The documentary "Slavery by Another Name" shows us the terrible truth about the virtual enslavement of blacks after the Civil War, and how the United States proved to be incapable of stopping it. After the Civil War, the US was faced with the task of reconstructing the impoverished, destroyed South. With Congress firmly in the hands of radical republicans, the US made serious progress towards giving blacks complete freedom with the 14th and 15th amendments. But when the political pendulum swayed away from the radical republicans, thanks in part to the intimidation of black voters, the South was placed in charge of its own reconstruction. What ensued was more than 70 years of the virtual reenslavement of blacks through methods such as the convict leasing system, peonage, sharecropping, and other forms of forced labor.  Blacks suffered lifetimes of brutal forced labor for committing absurd crimes and being rented out by the state. They also were forced to work to pay off a debt that would never end. What surprised me the most was what the federal government did in response to the South blatant resistance to equality.

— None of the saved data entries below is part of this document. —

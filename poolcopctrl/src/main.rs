use std::path::PathBuf;
use std::time::Duration;

use clap::{Parser, Subcommand};
use poolcopapi::PoolCopilot;
use tracing::debug;
use tracing_subscriber::prelude::*;

mod config;
mod parser;

use config::Settings;

#[derive(Parser)]
#[clap(author, version, about)]
struct Args {
    #[clap(short, long, action)]
    verbose: bool,
    #[clap(short, long, help = "yaml config file")]
    config: Option<PathBuf>,
    #[clap(long, env = "POOLCOPILOT_API_KEY", hide_env_values = true)]
    api_key: Option<String>,
    #[clap(long, env = "POOLCOPILOT_BASE_URL")]
    base_url: Option<String>,
    #[clap(long, value_parser = parser::parse_timeout, help = "request timeout, e.g. 10s")]
    timeout: Option<Duration>,
    #[clap(long, action, help = "exchange the API key for a token instead of sending it directly")]
    token: bool,
    #[clap(long, action, conflicts_with = "token", help = "send the API key directly, overrides the config file")]
    no_token: bool,
    #[clap(subcommand)]
    command: Command,
}

#[derive(Subcommand, Debug, Clone, Copy, PartialEq, Eq)]
enum Command {
    /// Prints the current state of the PoolCop.
    Status,
    /// Prints the alarm history.
    Alarms {
        #[clap(long, default_value_t = 0)]
        offset: u32,
    },
    /// Prints the history of commands sent to the PoolCop.
    Commands {
        #[clap(long, default_value_t = 0)]
        offset: u32,
    },
    #[clap(subcommand)]
    Pump(PumpCommand),
    /// Toggles an auxiliary output.
    Aux { id: u32 },
    ClearAlarm,
    /// Moves the valve to a position.
    Valve { position: u32 },
}

#[derive(Subcommand, Debug, Clone, Copy, PartialEq, Eq)]
enum PumpCommand {
    Toggle,
    Speed {
        #[clap(value_parser = parser::parse_pump_speed)]
        speed: u8,
    },
}

impl Args {
    fn settings(&self) -> anyhow::Result<Settings> {
        let file = match &self.config {
            Some(path) => Settings::from_yaml_file(path)?,
            None => Settings::default(),
        };
        let flags = Settings {
            api_key: self.api_key.clone(),
            base_url: self.base_url.clone(),
            timeout: self.timeout,
            token_auth: match (self.token, self.no_token) {
                (true, _) => Some(true),
                (_, true) => Some(false),
                _ => None,
            },
        };
        Ok(file.merge(flags))
    }
}

async fn run(client: &PoolCopilot, cmd: Command) -> poolcopapi::Result<poolcopapi::Value> {
    match cmd {
        Command::Status => client.status().await,
        Command::Alarms { offset } => client.alarm_history(offset).await,
        Command::Commands { offset } => client.command_history(offset).await,
        Command::Pump(PumpCommand::Toggle) => client.toggle_pump().await,
        Command::Pump(PumpCommand::Speed { speed }) => client.set_pump_speed(speed).await,
        Command::Aux { id } => client.toggle_aux(id).await,
        Command::ClearAlarm => client.clear_alarm().await,
        Command::Valve { position } => client.set_valve_position(position).await,
    }
}

#[tokio::main]
async fn main() -> anyhow::Result<()> {
    dotenv::dotenv().ok();

    let args = Args::parse();

    let log_level = if args.verbose {
        "info,poolcopapi=trace,reqwest=debug"
    } else {
        "warn"
    };

    tracing_subscriber::registry()
        .with(
            tracing_subscriber::EnvFilter::builder()
                .parse_lossy(std::env::var("RUST_LOG").unwrap_or_else(|_| log_level.to_string())),
        )
        .with(tracing_subscriber::fmt::layer().with_writer(std::io::stderr))
        .init();

    let (api_key, config) = args.settings()?.client_config()?;
    debug!("using {:?}", config);

    let mut client = PoolCopilot::with_config(api_key, config)?;
    let session = client.open()?;
    let result = run(&session, args.command).await?;
    println!("{}", serde_json::to_string_pretty(&result)?);

    Ok(())
}
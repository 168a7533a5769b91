use std::ops::Deref;

use chrono::{DateTime, Utc};
use serde_json::Value;
use tokio::sync::{Mutex, OnceCell};
use tracing::debug;

use crate::api::{self, Commands, TokenInfo, API_KEY_HEADER, TOKEN_HEADER};
use crate::config::{ApiKey, Authentication, Config};
use crate::error::{PoolCopilotError, Result};
use crate::transport::{HttpTransport, Transport};

type Connector<T> = Box<dyn Fn(&Config) -> Result<T> + Send + Sync>;

/// The main interface to the PoolCopilot API.
///
/// The underlying session (see [`Transport`]) is opened on the first request
/// or by [`PoolCopilot::open`] and released by [`PoolCopilot::close`], when
/// the [`Session`] guard goes out of scope or when the client is dropped.
pub struct PoolCopilot<T: Transport = HttpTransport> {
    api_key: ApiKey,
    config: Config,
    connector: Connector<T>,
    session: OnceCell<T>,
    token: Mutex<TokenState>,
}

#[derive(Debug, Default)]
struct TokenState {
    token: Option<String>,
    expires_at: Option<DateTime<Utc>>,
    limit: Option<i64>,
    poolcop_id: Option<i64>,
}

impl TokenState {
    fn valid_token(&self, now: DateTime<Utc>) -> Option<String> {
        match (&self.token, self.expires_at) {
            (Some(token), Some(expires_at)) if expires_at > now => Some(token.clone()),
            _ => None,
        }
    }

    fn reset(&mut self) {
        self.token = None;
        self.expires_at = None;
        self.limit = None;
    }

    fn update(&mut self, info: &TokenInfo) {
        if let Some(limit) = info.max_limit {
            self.limit = Some(limit);
        }
        if let Some(expires_at) = info.expires_at() {
            self.expires_at = Some(expires_at);
        }
        if let Some(id) = info.poolcop_id {
            self.poolcop_id = Some(id);
        }
    }
}

impl PoolCopilot<HttpTransport> {
    pub fn new(api_key: impl ToString) -> Result<Self> {
        Self::with_config(api_key, Config::default())
    }

    pub fn with_config(api_key: impl ToString, config: Config) -> Result<Self> {
        Self::with_connector(api_key, config, HttpTransport::connect)
    }

    /// Uses the connection pool of an existing [`reqwest::Client`]. Timeout
    /// and user agent of that client apply instead of the ones in `config`.
    pub fn with_client(
        api_key: impl ToString,
        config: Config,
        client: reqwest::Client,
    ) -> Result<Self> {
        Self::with_connector(api_key, config, move |_| {
            Ok(HttpTransport::from_client(client.clone()))
        })
    }
}

impl<T: Transport> PoolCopilot<T> {
    /// `connector` is called whenever a new session needs to be opened.
    pub fn with_connector(
        api_key: impl ToString,
        config: Config,
        connector: impl Fn(&Config) -> Result<T> + Send + Sync + 'static,
    ) -> Result<Self> {
        Ok(PoolCopilot {
            api_key: ApiKey::new(api_key)?,
            config,
            connector: Box::new(connector),
            session: OnceCell::new(),
            token: Mutex::new(TokenState::default()),
        })
    }

    pub fn config(&self) -> &Config {
        &self.config
    }

    /// Primary PoolCop identifier, known once the API reported it.
    pub async fn poolcop_id(&self) -> Option<i64> {
        self.token.lock().await.poolcop_id
    }

    pub fn is_open(&self) -> bool {
        self.session.initialized()
    }

    /// Opens the session now and returns a guard that closes it when dropped.
    pub fn open(&mut self) -> Result<Session<'_, T>> {
        if !self.session.initialized() {
            debug!("[poolcopilot] opening session");
            let transport = (self.connector)(&self.config)?;
            self.session = OnceCell::new_with(Some(transport));
        }
        Ok(Session { client: self })
    }

    /// Releases the session. Returns `false` if there was none to release.
    pub fn close(&mut self) -> bool {
        let released = self.session.take().is_some();
        if released {
            debug!("[poolcopilot] session closed");
        }
        released
    }

    // -=-=-=-=-=-=-=-=-=-=-=-=-=-=-=-=-=-=-=-=-=-=-=-=-=-

    /// Current state of the PoolCop as reported by the API.
    pub async fn status(&self) -> Result<Value> {
        self.request(Commands::Status).await
    }

    pub async fn alarm_history(&self, offset: u32) -> Result<Value> {
        self.request(Commands::AlarmHistory { offset }).await
    }

    pub async fn command_history(&self, offset: u32) -> Result<Value> {
        self.request(Commands::CommandHistory { offset }).await
    }

    pub async fn toggle_pump(&self) -> Result<Value> {
        self.request(Commands::TogglePump).await
    }

    /// Speed must be 1, 2 or 3.
    pub async fn set_pump_speed(&self, speed: u8) -> Result<Value> {
        if !(1..=3).contains(&speed) {
            return Err(PoolCopilotError::InvalidArgument(format!(
                "pump speed must be 1, 2 or 3, got {speed}"
            )));
        }
        self.request(Commands::SetPumpSpeed { speed }).await
    }

    pub async fn toggle_aux(&self, aux_id: u32) -> Result<Value> {
        self.request(Commands::ToggleAux { aux_id }).await
    }

    pub async fn clear_alarm(&self) -> Result<Value> {
        self.request(Commands::ClearAlarm).await
    }

    pub async fn set_valve_position(&self, position: u32) -> Result<Value> {
        self.request(Commands::SetValvePosition { position }).await
    }

    // -=-=-=-=-=-=-=-=-=-=-=-=-=-=-=-=-=-=-=-=-=-=-=-=-=-

    async fn transport(&self) -> Result<&T> {
        self.session
            .get_or_try_init(|| async {
                debug!("[poolcopilot] opening session");
                (self.connector)(&self.config)
            })
            .await
    }

    async fn token(&self, transport: &T) -> Result<String> {
        let mut state = self.token.lock().await;
        let token = match state.valid_token(Utc::now()) {
            Some(token) => token,
            None => {
                state.reset();
                debug!("[poolcopilot] fetching new token");
                let (token, info) =
                    api::fetch_token(transport, &self.config, &self.api_key).await?;
                state.token = Some(token.clone());
                if let Some(info) = info {
                    state.update(&info);
                }
                token
            }
        };
        if state.limit == Some(0) {
            return Err(PoolCopilotError::RateLimit);
        }
        Ok(token)
    }

    async fn request(&self, cmd: Commands) -> Result<Value> {
        let transport = self.transport().await?;
        let request = match self.config.auth {
            Authentication::ApiKeyHeader => api::build_request(
                &self.config,
                cmd,
                (API_KEY_HEADER, self.api_key.expose()),
            )?,
            Authentication::Token => {
                let token = self.token(transport).await?;
                api::build_request(&self.config, cmd, (TOKEN_HEADER, token.as_str()))?
            }
        };

        let data = api::request(transport, request).await?;
        if let Some(info) = TokenInfo::from_response(&data) {
            self.token.lock().await.update(&info);
        }
        Ok(data)
    }
}

impl<T: Transport> std::fmt::Debug for PoolCopilot<T> {
    fn fmt(&self, f: &mut std::fmt::Formatter<'_>) -> std::fmt::Result {
        f.debug_struct("PoolCopilot")
            .field("api_key", &self.api_key)
            .field("config", &self.config)
            .field("open", &self.is_open())
            .finish()
    }
}

/// Scope guard returned by [`PoolCopilot::open`]. The session is released
/// when the guard is dropped, whether the calls made through it succeeded or
/// not.
#[derive(Debug)]
pub struct Session<'a, T: Transport = HttpTransport> {
    client: &'a mut PoolCopilot<T>,
}

impl<'a, T: Transport> Deref for Session<'a, T> {
    type Target = PoolCopilot<T>;

    fn deref(&self) -> &Self::Target {
        self.client
    }
}

impl<'a, T: Transport> Drop for Session<'a, T> {
    fn drop(&mut self) {
        self.client.close();
    }
}

// -=-=-=-=-=-=-=-=-=-=-=-=-=-=-=-=-=-=-=-=-=-=-=-=-=-=-=-
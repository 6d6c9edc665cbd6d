//! vipswin-core - Windows cross-build driver for libvips
//!
//! Resolves an MXE plugin set and a mingw target matrix from a build
//! variant and an HEVC flag, then hands off to a containerized build.
//! Licensing is the one hard rule: GPL codec plugins force shared-only
//! linkage, so static zips never ship GPL code.

pub mod args;
pub mod hashing;
pub mod invoke;
pub mod manifest;
pub mod profile;
pub mod resolve;

pub use args::{BuildArgs, Cli, Command};
pub use invoke::{execute, ContainerRuntime, DockerRuntime, DriverError};
pub use manifest::{ArtifactEntry, BuildManifest};
pub use profile::{Arch, Linkage, Target, Variant};
pub use resolve::{resolve, BuildPlan, BuildRequest};

pub const DRIVER_VERSION: &str = env!("CARGO_PKG_VERSION");

/// Host directory the container drops release zips into.
pub const PACKAGING_DIR: &str = "packaging";
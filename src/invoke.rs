//! Container Build Invocation
//!
//! One blocking `docker run`, exit code propagated. No retries: a failed
//! build fails the driver, and whatever diagnostics Docker or MXE emit go
//! straight to the inherited stdio.

use std::env;
use std::io;
use std::path::Path;
use std::process::Command;
use thiserror::Error;

use crate::manifest::{self, BuildManifest};
use crate::resolve::BuildPlan;

/// Image containing the MXE toolchain and the libvips build scripts.
pub const DEFAULT_IMAGE: &str = "libvips/build-win64-mxe";

#[derive(Debug, Error)]
pub enum DriverError {
    #[error("container build failed with exit code {code}")]
    BuildFailed { code: i32 },

    #[error("container build terminated by a signal")]
    BuildInterrupted,

    #[error("I/O error: {0}")]
    Io(#[from] io::Error),

    #[error("serialization error: {0}")]
    Serialization(#[from] serde_json::Error),
}

/// Seam between plan resolution and the external toolchain.
pub trait ContainerRuntime {
    fn run(&self, plan: &BuildPlan) -> Result<(), DriverError>;
}

/// The real thing: shells out to `docker run`.
pub struct DockerRuntime {
    image: String,
}

impl DockerRuntime {
    pub fn new(image: impl Into<String>) -> Self {
        Self { image: image.into() }
    }
}

impl Default for DockerRuntime {
    fn default() -> Self {
        Self::new(DEFAULT_IMAGE)
    }
}

impl ContainerRuntime for DockerRuntime {
    fn run(&self, plan: &BuildPlan) -> Result<(), DriverError> {
        let cwd = env::current_dir()?;

        let mut cmd = Command::new("docker");
        cmd.arg("run").arg("--rm");
        for (key, value) in &plan.env {
            cmd.arg("-e").arg(format!("{key}={value}"));
        }
        for dir in &plan.plugin_dirs {
            cmd.arg("-v")
                .arg(format!("{}:/data/{dir}", cwd.join(dir).display()));
        }
        cmd.arg("-v").arg(format!(
            "{}:/data/{}",
            cwd.join(crate::PACKAGING_DIR).display(),
            crate::PACKAGING_DIR
        ));
        cmd.arg(&self.image).arg(plan.variant.as_str());
        for target in &plan.targets {
            cmd.arg(target.to_string());
        }

        let status = cmd.status()?;
        if status.success() {
            Ok(())
        } else {
            match status.code() {
                Some(code) => Err(DriverError::BuildFailed { code }),
                None => Err(DriverError::BuildInterrupted),
            }
        }
    }
}

/// Run the containerized build, then record what it produced.
///
/// The manifest is only written when the container exits zero; a failed
/// build leaves `packaging/` untouched by the driver.
pub fn execute(
    plan: &BuildPlan,
    runtime: &dyn ContainerRuntime,
    packaging_dir: &Path,
) -> Result<BuildManifest, DriverError> {
    runtime.run(plan)?;
    manifest::write_manifest(packaging_dir, plan)
}
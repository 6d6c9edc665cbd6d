//! Release Manifest
//!
//! Records what a build produced: one entry per zip in `packaging/`, with
//! sizes and SHA-256 digests, so a published artifact set can be checked
//! against the run that made it.

use chrono::{DateTime, Utc};
use serde::{Deserialize, Serialize};
use std::fs;
use std::path::Path;

use crate::hashing::{canonical_hash, sha256_hex};
use crate::invoke::DriverError;
use crate::profile::Variant;
use crate::resolve::BuildPlan;
use crate::DRIVER_VERSION;

pub const MANIFEST_FILENAME: &str = "manifest.json";

#[derive(Debug, Clone, Serialize, Deserialize)]
pub struct ArtifactEntry {
    pub filename: String,
    pub bytes: u64,
    pub sha256: String,
}

#[derive(Debug, Clone, Serialize, Deserialize)]
pub struct BuildManifest {
    pub driver_version: String,
    pub variant: Variant,
    pub hevc: bool,
    pub created_at: DateTime<Utc>,
    /// Hash of the resolved plan, so two runs with the same inputs are
    /// recognizable as such regardless of timestamps.
    pub plan_hash: String,
    pub artifacts: Vec<ArtifactEntry>,
    pub manifest_hash: String,
}

/// Digest every `.zip` under `dir`, sorted by filename.
pub fn collect_artifacts(dir: &Path) -> Result<Vec<ArtifactEntry>, DriverError> {
    let mut entries = Vec::new();
    for entry in fs::read_dir(dir)? {
        let entry = entry?;
        let path = entry.path();
        if path.extension().map_or(false, |e| e == "zip") {
            let data = fs::read(&path)?;
            entries.push(ArtifactEntry {
                filename: entry.file_name().to_string_lossy().into_owned(),
                bytes: data.len() as u64,
                sha256: sha256_hex(&data),
            });
        }
    }
    entries.sort_by(|a, b| a.filename.cmp(&b.filename));
    Ok(entries)
}

/// Scan `dir` for artifacts and write `manifest.json` next to them.
pub fn write_manifest(dir: &Path, plan: &BuildPlan) -> Result<BuildManifest, DriverError> {
    let artifacts = collect_artifacts(dir)?;

    let mut manifest = BuildManifest {
        driver_version: DRIVER_VERSION.to_string(),
        variant: plan.variant,
        hevc: plan.with_hevc,
        created_at: Utc::now(),
        plan_hash: canonical_hash(plan)?,
        artifacts,
        manifest_hash: String::new(), // computed below, over everything else
    };
    manifest.manifest_hash = canonical_hash(&manifest)?;

    fs::write(
        dir.join(MANIFEST_FILENAME),
        serde_json::to_vec_pretty(&manifest)?,
    )?;
    Ok(manifest)
}
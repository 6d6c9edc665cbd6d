//! Hashing - SHA-256 over Canonical JSON
//!
//! Release manifests are meant to be reproducible records, so everything
//! is hashed through a canonical (key-sorted, whitespace-free) encoding.

use serde::Serialize;
use serde_json::Value;
use sha2::{Digest, Sha256};

/// SHA-256 of raw bytes as a lowercase hex string.
pub fn sha256_hex(data: &[u8]) -> String {
    let digest = Sha256::digest(data);
    digest.iter().map(|b| format!("{b:02x}")).collect()
}

/// Canonical JSON: object keys sorted recursively, compact output.
pub fn canonical_json<T: Serialize>(value: &T) -> Result<String, serde_json::Error> {
    let v: Value = serde_json::to_value(value)?;
    serde_json::to_string(&canonicalize(&v))
}

fn canonicalize(v: &Value) -> Value {
    match v {
        Value::Object(map) => {
            // BTreeMap iteration gives the sorted key order.
            let sorted: std::collections::BTreeMap<&String, Value> =
                map.iter().map(|(k, v)| (k, canonicalize(v))).collect();
            serde_json::to_value(sorted).unwrap_or_else(|_| v.clone())
        }
        Value::Array(arr) => Value::Array(arr.iter().map(canonicalize).collect()),
        _ => v.clone(),
    }
}

/// SHA-256 of a value's canonical JSON encoding.
pub fn canonical_hash<T: Serialize>(value: &T) -> Result<String, serde_json::Error> {
    let canonical = canonical_json(value)?;
    Ok(sha256_hex(canonical.as_bytes()))
}
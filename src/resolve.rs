//! Plugin/Target Resolution - Licensing-Aware Matrix
//!
//! The HEVC plugins are GPL. Static zips bundle every dependency into the
//! DLL-free artifact, so a GPL plugin anywhere in the set rules static
//! linkage out entirely. Shared builds keep the codecs in their own DLLs.

use serde::{Deserialize, Serialize};
use std::collections::BTreeMap;

use crate::profile::{Arch, Linkage, Target, Variant};

/// MXE plugin directories every build mounts.
pub const BASE_PLUGIN_DIRS: [&str; 2] =
    ["build/plugins/llvm-mingw", "build/plugins/meson-wrapper"];

/// Recipes for the GPL-licensed HEVC encoder/decoder stack.
pub const HEVC_PLUGIN_DIR: &str = "build/plugins/hevc-deps";

/// Parsed CLI input.
#[derive(Debug, Clone, Copy, Serialize, Deserialize)]
pub struct BuildRequest {
    pub variant: Variant,
    pub with_hevc: bool,
}

/// Everything the container invocation needs, resolved up front.
#[derive(Debug, Clone, Serialize)]
pub struct BuildPlan {
    pub variant: Variant,
    pub with_hevc: bool,
    pub contains_gpl_libs: bool,
    pub plugin_dirs: Vec<String>,
    pub targets: Vec<Target>,
    /// Passed through to the packaging step inside the container.
    pub env: BTreeMap<String, String>,
}

/// Resolve the plugin set and target matrix for a request.
///
/// This is the ONLY place linkage policy lives. `with_hevc` is the sole
/// GPL source today, so `contains_gpl_libs` is its direct image.
pub fn resolve(request: &BuildRequest) -> BuildPlan {
    let contains_gpl_libs = request.with_hevc;

    let mut plugin_dirs: Vec<String> =
        BASE_PLUGIN_DIRS.iter().map(|d| (*d).to_string()).collect();
    if request.with_hevc {
        plugin_dirs.push(HEVC_PLUGIN_DIR.to_string());
    }

    let linkages: &[Linkage] = if contains_gpl_libs {
        &[Linkage::Shared]
    } else {
        &[Linkage::Shared, Linkage::Static]
    };

    let mut targets = Vec::with_capacity(Arch::ALL.len() * linkages.len());
    for arch in Arch::ALL {
        for &linkage in linkages {
            targets.push(Target { arch, linkage });
        }
    }

    let mut env = BTreeMap::new();
    env.insert("HEVC".to_string(), request.with_hevc.to_string());

    BuildPlan {
        variant: request.variant,
        with_hevc: request.with_hevc,
        contains_gpl_libs,
        plugin_dirs,
        targets,
        env,
    }
}
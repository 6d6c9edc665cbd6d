//! vipswin CLI - resolve a build plan and drive the container
//!
//! `build` invokes Docker and exits with the container's code on failure.
//! `plan` and `targets` only print; nothing is invoked.

use clap::Parser;
use std::path::Path;
use std::process::ExitCode;

use vipswin_core::{
    args::{Cli, Command},
    invoke::{execute, DockerRuntime, DriverError},
    resolve::resolve,
    PACKAGING_DIR,
};

fn main() -> ExitCode {
    let cli = Cli::parse();

    match cli.command {
        Command::Plan(args) => {
            let plan = resolve(&args.request());
            println!("{}", serde_json::to_string_pretty(&plan).unwrap());
            ExitCode::SUCCESS
        }

        Command::Targets(args) => {
            let plan = resolve(&args.request());
            for target in &plan.targets {
                println!("{target}");
            }
            ExitCode::SUCCESS
        }

        Command::Build(args) => {
            let plan = resolve(&args.request());
            let runtime = DockerRuntime::new(&args.image);

            match execute(&plan, &runtime, Path::new(PACKAGING_DIR)) {
                Ok(manifest) => {
                    println!("{}", serde_json::to_string_pretty(&manifest).unwrap());
                    ExitCode::SUCCESS
                }
                Err(DriverError::BuildFailed { code }) => {
                    eprintln!("error: container build failed with exit code {code}");
                    // Propagate the container's code where it fits in a u8.
                    u8::try_from(code)
                        .map(ExitCode::from)
                        .unwrap_or(ExitCode::FAILURE)
                }
                Err(e) => {
                    eprintln!("error: {e}");
                    ExitCode::FAILURE
                }
            }
        }
    }
}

What had previously been a Congress that was willing to give citizenship and voting rights to blacks became a congress that, in the 20th century, wouldn't even stop peonage in the South. Not until World War II did the federal government do anything substantial to help the blacks suffering in virtual enslavement in the South. Whatever the reason, from economic necessity to wide political divides, nothing should have stopped Teddy Rosevelt from enforcing peonage laws, or allowed Woodrow Wilson to similarly oppress blacks in the North. The story of slavery in another name in the South is also the story of the federal government being unable, or not wanting to help those who should have lived a life of freedom.

Picture of SOPHIE HARRINGTON
Re: Slavery by Another Name
by SOPHIE HARRINGTON - Tuesday, December 8, 2015, 10:38 PM
 

I completely agree with the point you make about time - that issue is emphasized, in that the U.S. as one complete entity took over 60 years following the Civil War to stop the oppression of black people. The South's strong resistance to Federal ruling resulted in Congress chosing not to push for equal rights for black people, which is why so much time was taken. There was no desire to push for these efforts by Congress and thus the South continued to opress and force black people into labor. 

Picture of ABDELAZIZ RIFAI
Re: Slavery by Another Name
by ABDELAZIZ RIFAI - Wednesday, December 9, 2015, 04:21 PM
 

I agree how the 13th,14th, and 15th amendment was progressing towards giving blacks complete freedom, but unfortunately people found ways to go around the amendments and frame blacks of ridiculous crimes and attempting to make them miserable.

Picture of XOLOTL ALFONSO CRUZ-DEJESUS
Re: Slavery by Another Name
by XOLOTL ALFONSO CRUZ-DEJESUS - Wednesday, December 9, 2015, 09:38 PM
 

I thoroughly agree. The politicians did not do enough to end the new versions of Slavery in the United States. The 13-14th amendments had promised and gave hope to the newly freedpersons for a life of freedom, but the lack of enforcement by the federal government allowed for such a huge issue to slip through the cracks where these amendments could be exploited to the verge to the point in which another system of slavery was developed. 

Picture of LAURA GILL
Re: Slavery by Another Name
by LAURA GILL - Wednesday, December 9, 2015, 09:56 PM
 

I agree. Black people suffered incredible violence and oppression after the civil war and 13th amendment, despite the fact that they were supposed to end the mistreatment of blacks in America.